(Dataset records)
+-------+

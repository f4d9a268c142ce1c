//! `SQLite` history store.
//!
//! Persists the bounded history list across invocations of the CLI. Each
//! entry is stored as a JSON payload; the row id gives insertion order.

// SQLite stores all integers as i64. These casts are intentional and safe
// because we only store non-negative values that fit in usize.
#![allow(clippy::cast_possible_truncation)]
#![allow(clippy::cast_sign_loss)]
#![allow(clippy::cast_possible_wrap)]

use crate::core::HistoryEntry;
use crate::error::{Error, Result, StorageError};
use crate::storage::schema::{
    CHECK_SCHEMA_SQL, CURRENT_SCHEMA_VERSION, GET_VERSION_SQL, SCHEMA_SQL, SET_VERSION_SQL,
};
use crate::storage::traits::{DEFAULT_HISTORY_CAPACITY, HistoryStore};
use rusqlite::{Connection, OptionalExtension, params};
use std::path::{Path, PathBuf};
use tracing::debug;

/// SQLite-backed history list.
///
/// # Examples
///
/// ```no_run
/// use fleetmux::storage::{HistoryStore, SqliteHistory};
///
/// let mut history = SqliteHistory::open(".fleetmux/history.db", 10).unwrap();
/// history.init().unwrap();
/// println!("{} runs recorded", history.len().unwrap());
/// ```
pub struct SqliteHistory {
    /// `SQLite` connection.
    conn: Connection,
    /// Path to the database file (None for in-memory).
    path: Option<PathBuf>,
    /// Maximum number of entries kept.
    capacity: usize,
}

impl SqliteHistory {
    /// Opens or creates a history database at the given path.
    ///
    /// The parent directory is created if missing. Call
    /// [`SqliteHistory::init`] before use.
    ///
    /// # Errors
    ///
    /// Returns [`Error::Config`] for a zero capacity, or an error if the
    /// database cannot be opened.
    pub fn open<P: AsRef<Path>>(path: P, capacity: usize) -> Result<Self> {
        check_capacity(capacity)?;
        let path = path.as_ref().to_path_buf();

        if let Some(parent) = path.parent()
            && !parent.as_os_str().is_empty()
            && !parent.exists()
        {
            std::fs::create_dir_all(parent).map_err(|e| StorageError::Database(e.to_string()))?;
        }

        let conn = Connection::open(&path).map_err(StorageError::from)?;

        let _: String = conn
            .query_row("PRAGMA journal_mode = WAL;", [], |row| row.get(0))
            .map_err(StorageError::from)?;

        Ok(Self {
            conn,
            path: Some(path),
            capacity,
        })
    }

    /// Creates an in-memory history database.
    ///
    /// # Errors
    ///
    /// Returns [`Error::Config`] for a zero capacity, or an error if the
    /// database cannot be created.
    pub fn in_memory(capacity: usize) -> Result<Self> {
        check_capacity(capacity)?;
        let conn = Connection::open_in_memory().map_err(StorageError::from)?;
        Ok(Self {
            conn,
            path: None,
            capacity,
        })
    }

    /// Creates an in-memory database with the default capacity, initialized.
    ///
    /// # Errors
    ///
    /// Returns an error if the database cannot be created.
    pub fn in_memory_default() -> Result<Self> {
        let mut history = Self::in_memory(DEFAULT_HISTORY_CAPACITY)?;
        history.init()?;
        Ok(history)
    }

    /// Returns the database path (None for in-memory).
    #[must_use]
    pub fn path(&self) -> Option<&Path> {
        self.path.as_deref()
    }

    /// Creates the schema if it does not exist yet.
    ///
    /// Idempotent.
    ///
    /// # Errors
    ///
    /// Returns an error if schema creation fails or the database was
    /// written with a different schema version.
    pub fn init(&mut self) -> Result<()> {
        if !self.is_initialized()? {
            self.conn
                .execute_batch(SCHEMA_SQL)
                .map_err(StorageError::from)?;
            self.set_schema_version(CURRENT_SCHEMA_VERSION)?;
            debug!(path = ?self.path, "history schema created");
            return Ok(());
        }
        match self.get_schema_version()? {
            Some(CURRENT_SCHEMA_VERSION) => Ok(()),
            found => Err(StorageError::Database(format!(
                "unsupported history schema version {found:?}, expected {CURRENT_SCHEMA_VERSION}"
            ))
            .into()),
        }
    }

    /// Checks if the schema exists.
    ///
    /// # Errors
    ///
    /// Returns an error if the check cannot be performed.
    pub fn is_initialized(&self) -> Result<bool> {
        let count: i64 = self
            .conn
            .query_row(CHECK_SCHEMA_SQL, [], |row| row.get(0))
            .map_err(StorageError::from)?;
        Ok(count > 0)
    }

    fn get_schema_version(&self) -> Result<Option<u32>> {
        let version: Option<String> = self
            .conn
            .query_row(GET_VERSION_SQL, [], |row| row.get(0))
            .optional()
            .map_err(StorageError::from)?;

        Ok(version.and_then(|v| v.parse().ok()))
    }

    fn set_schema_version(&self, version: u32) -> Result<()> {
        self.conn
            .execute(SET_VERSION_SQL, params![version.to_string()])
            .map_err(StorageError::from)?;
        Ok(())
    }

    /// Deletes every row beyond the newest `capacity`.
    fn trim(&self) -> Result<usize> {
        let removed = self
            .conn
            .execute(
                r"
            DELETE FROM history WHERE id NOT IN (
                SELECT id FROM history ORDER BY id DESC LIMIT ?
            )
        ",
                params![self.capacity as i64],
            )
            .map_err(StorageError::from)?;
        Ok(removed)
    }
}

fn check_capacity(capacity: usize) -> Result<()> {
    if capacity == 0 {
        return Err(Error::config("history capacity must be greater than zero"));
    }
    Ok(())
}

fn decode_entry(data: &str) -> Result<HistoryEntry> {
    Ok(serde_json::from_str(data).map_err(StorageError::from)?)
}

impl HistoryStore for SqliteHistory {
    fn push(&mut self, entry: HistoryEntry) -> Result<()> {
        let data = serde_json::to_string(&entry).map_err(StorageError::from)?;
        self.conn
            .execute(
                "INSERT INTO history (topic, data, created_at) VALUES (?, ?, ?)",
                params![entry.topic, data, entry.created_at],
            )
            .map_err(StorageError::from)?;

        let removed = self.trim()?;
        if removed > 0 {
            debug!(removed, capacity = self.capacity, "trimmed history");
        }
        Ok(())
    }

    fn list(&self) -> Result<Vec<HistoryEntry>> {
        let mut stmt = self
            .conn
            .prepare("SELECT data FROM history ORDER BY id DESC LIMIT ?")
            .map_err(StorageError::from)?;

        let rows = stmt
            .query_map(params![self.capacity as i64], |row| row.get::<_, String>(0))
            .map_err(StorageError::from)?
            .collect::<std::result::Result<Vec<_>, _>>()
            .map_err(StorageError::from)?;

        rows.iter().map(|data| decode_entry(data)).collect()
    }

    fn get(&self, index: usize) -> Result<HistoryEntry> {
        if index >= self.capacity {
            return Err(StorageError::EntryNotFound { index }.into());
        }
        let data: Option<String> = self
            .conn
            .query_row(
                "SELECT data FROM history ORDER BY id DESC LIMIT 1 OFFSET ?",
                params![index as i64],
                |row| row.get(0),
            )
            .optional()
            .map_err(StorageError::from)?;

        match data {
            Some(data) => decode_entry(&data),
            None => Err(StorageError::EntryNotFound { index }.into()),
        }
    }

    fn clear(&mut self) -> Result<usize> {
        let removed = self
            .conn
            .execute("DELETE FROM history", [])
            .map_err(StorageError::from)?;
        Ok(removed)
    }

    fn len(&self) -> Result<usize> {
        let count: i64 = self
            .conn
            .query_row("SELECT COUNT(*) FROM history", [], |row| row.get(0))
            .map_err(StorageError::from)?;
        Ok((count as usize).min(self.capacity))
    }

    fn capacity(&self) -> usize {
        self.capacity
    }
}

+-------+

■ **Exercise brief**
Return all lines above that mention the word "rows".

■ **Answer**
        let rows = stmt
        rows.iter().map(|data| decode_entry(data)).collect()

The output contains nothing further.